*Exercise instructions:*
Using the listing below, please count the lines that contain the string "EntityKind". Only the number is wanted.

BEGIN Available data

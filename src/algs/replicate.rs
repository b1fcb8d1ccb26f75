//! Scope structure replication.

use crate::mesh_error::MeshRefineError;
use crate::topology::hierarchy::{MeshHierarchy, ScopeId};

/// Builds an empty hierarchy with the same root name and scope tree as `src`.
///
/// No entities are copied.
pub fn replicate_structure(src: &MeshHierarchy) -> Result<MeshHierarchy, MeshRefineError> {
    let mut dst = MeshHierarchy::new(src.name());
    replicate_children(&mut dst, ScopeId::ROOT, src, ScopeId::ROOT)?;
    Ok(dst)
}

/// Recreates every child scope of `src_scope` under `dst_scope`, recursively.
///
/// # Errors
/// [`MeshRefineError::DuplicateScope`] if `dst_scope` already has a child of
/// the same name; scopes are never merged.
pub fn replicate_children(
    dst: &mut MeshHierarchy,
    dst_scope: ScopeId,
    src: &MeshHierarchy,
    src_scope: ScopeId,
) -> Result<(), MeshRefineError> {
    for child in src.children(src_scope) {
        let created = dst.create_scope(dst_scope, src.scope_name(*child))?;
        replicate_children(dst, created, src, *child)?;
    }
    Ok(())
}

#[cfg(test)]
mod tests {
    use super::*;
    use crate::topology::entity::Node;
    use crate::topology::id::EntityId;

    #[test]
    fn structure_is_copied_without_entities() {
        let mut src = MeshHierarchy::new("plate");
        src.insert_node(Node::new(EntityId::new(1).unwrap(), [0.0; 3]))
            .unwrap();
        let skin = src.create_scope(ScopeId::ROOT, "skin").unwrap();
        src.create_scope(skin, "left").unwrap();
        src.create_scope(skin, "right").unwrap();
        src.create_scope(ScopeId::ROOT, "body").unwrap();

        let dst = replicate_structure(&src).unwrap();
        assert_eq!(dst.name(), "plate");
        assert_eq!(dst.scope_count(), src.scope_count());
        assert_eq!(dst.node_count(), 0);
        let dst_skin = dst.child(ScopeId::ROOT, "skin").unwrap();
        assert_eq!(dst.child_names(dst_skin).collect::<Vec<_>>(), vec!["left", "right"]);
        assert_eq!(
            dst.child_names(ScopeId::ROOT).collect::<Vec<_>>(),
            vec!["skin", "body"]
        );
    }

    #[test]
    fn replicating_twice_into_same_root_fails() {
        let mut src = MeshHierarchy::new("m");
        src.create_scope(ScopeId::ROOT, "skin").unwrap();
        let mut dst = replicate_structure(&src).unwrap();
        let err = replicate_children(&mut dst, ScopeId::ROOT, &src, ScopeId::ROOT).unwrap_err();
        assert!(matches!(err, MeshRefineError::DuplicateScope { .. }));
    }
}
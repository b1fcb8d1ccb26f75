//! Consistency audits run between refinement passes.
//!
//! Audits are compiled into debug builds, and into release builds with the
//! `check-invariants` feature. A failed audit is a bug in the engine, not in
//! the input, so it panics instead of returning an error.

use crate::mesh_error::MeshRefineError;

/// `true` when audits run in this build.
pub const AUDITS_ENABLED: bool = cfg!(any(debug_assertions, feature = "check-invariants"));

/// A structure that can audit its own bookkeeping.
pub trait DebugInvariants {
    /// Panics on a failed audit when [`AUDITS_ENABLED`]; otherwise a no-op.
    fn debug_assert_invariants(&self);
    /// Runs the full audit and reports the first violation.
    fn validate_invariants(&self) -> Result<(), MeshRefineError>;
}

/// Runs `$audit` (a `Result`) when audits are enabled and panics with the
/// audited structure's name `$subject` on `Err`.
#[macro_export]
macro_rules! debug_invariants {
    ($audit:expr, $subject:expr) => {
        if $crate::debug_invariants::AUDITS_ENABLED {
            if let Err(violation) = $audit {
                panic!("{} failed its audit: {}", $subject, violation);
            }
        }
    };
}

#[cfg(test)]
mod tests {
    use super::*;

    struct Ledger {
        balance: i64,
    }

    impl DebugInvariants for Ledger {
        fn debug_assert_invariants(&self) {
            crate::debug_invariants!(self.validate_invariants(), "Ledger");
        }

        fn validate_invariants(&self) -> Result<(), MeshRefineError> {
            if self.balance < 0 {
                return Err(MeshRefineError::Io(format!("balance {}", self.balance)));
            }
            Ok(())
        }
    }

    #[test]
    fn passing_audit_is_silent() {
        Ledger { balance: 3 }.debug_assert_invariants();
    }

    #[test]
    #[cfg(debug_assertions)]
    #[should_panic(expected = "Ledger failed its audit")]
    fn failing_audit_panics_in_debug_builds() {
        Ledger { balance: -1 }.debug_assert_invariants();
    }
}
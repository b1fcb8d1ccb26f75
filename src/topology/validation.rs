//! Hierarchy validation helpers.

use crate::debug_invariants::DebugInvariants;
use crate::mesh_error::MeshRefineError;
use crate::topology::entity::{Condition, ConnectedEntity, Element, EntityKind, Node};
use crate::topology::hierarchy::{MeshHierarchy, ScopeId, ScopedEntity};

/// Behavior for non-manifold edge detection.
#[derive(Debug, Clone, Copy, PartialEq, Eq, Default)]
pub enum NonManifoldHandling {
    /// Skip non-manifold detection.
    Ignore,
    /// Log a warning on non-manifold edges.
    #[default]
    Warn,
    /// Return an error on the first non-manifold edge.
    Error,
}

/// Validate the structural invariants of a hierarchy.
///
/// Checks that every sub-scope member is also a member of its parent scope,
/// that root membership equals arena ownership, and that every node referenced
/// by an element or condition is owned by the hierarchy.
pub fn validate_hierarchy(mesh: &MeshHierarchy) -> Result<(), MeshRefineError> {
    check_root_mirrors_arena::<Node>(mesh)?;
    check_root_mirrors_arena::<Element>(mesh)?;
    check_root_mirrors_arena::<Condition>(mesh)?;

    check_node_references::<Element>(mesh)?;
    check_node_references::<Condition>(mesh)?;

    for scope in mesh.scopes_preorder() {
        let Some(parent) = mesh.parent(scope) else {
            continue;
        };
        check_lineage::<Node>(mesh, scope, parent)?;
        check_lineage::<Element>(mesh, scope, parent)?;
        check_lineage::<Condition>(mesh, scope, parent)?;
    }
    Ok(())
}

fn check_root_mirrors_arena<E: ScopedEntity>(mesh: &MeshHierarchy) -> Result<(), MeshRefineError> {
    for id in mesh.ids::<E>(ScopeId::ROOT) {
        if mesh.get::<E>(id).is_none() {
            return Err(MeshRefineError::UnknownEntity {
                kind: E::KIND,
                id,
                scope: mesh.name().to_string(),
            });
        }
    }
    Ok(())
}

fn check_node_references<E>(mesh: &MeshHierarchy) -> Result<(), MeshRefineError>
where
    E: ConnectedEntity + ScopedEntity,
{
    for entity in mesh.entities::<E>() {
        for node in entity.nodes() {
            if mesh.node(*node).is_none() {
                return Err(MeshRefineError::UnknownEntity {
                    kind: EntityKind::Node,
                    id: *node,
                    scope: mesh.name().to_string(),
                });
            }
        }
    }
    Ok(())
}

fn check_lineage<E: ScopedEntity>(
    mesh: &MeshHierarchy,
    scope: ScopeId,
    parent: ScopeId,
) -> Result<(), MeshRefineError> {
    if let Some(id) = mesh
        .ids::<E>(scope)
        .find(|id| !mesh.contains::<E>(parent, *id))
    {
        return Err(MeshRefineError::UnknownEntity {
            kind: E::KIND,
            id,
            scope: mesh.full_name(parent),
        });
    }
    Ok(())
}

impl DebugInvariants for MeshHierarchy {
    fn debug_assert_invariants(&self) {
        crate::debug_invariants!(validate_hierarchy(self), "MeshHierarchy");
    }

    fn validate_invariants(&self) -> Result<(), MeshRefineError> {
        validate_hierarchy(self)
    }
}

END Available data

*Exercise result:*
2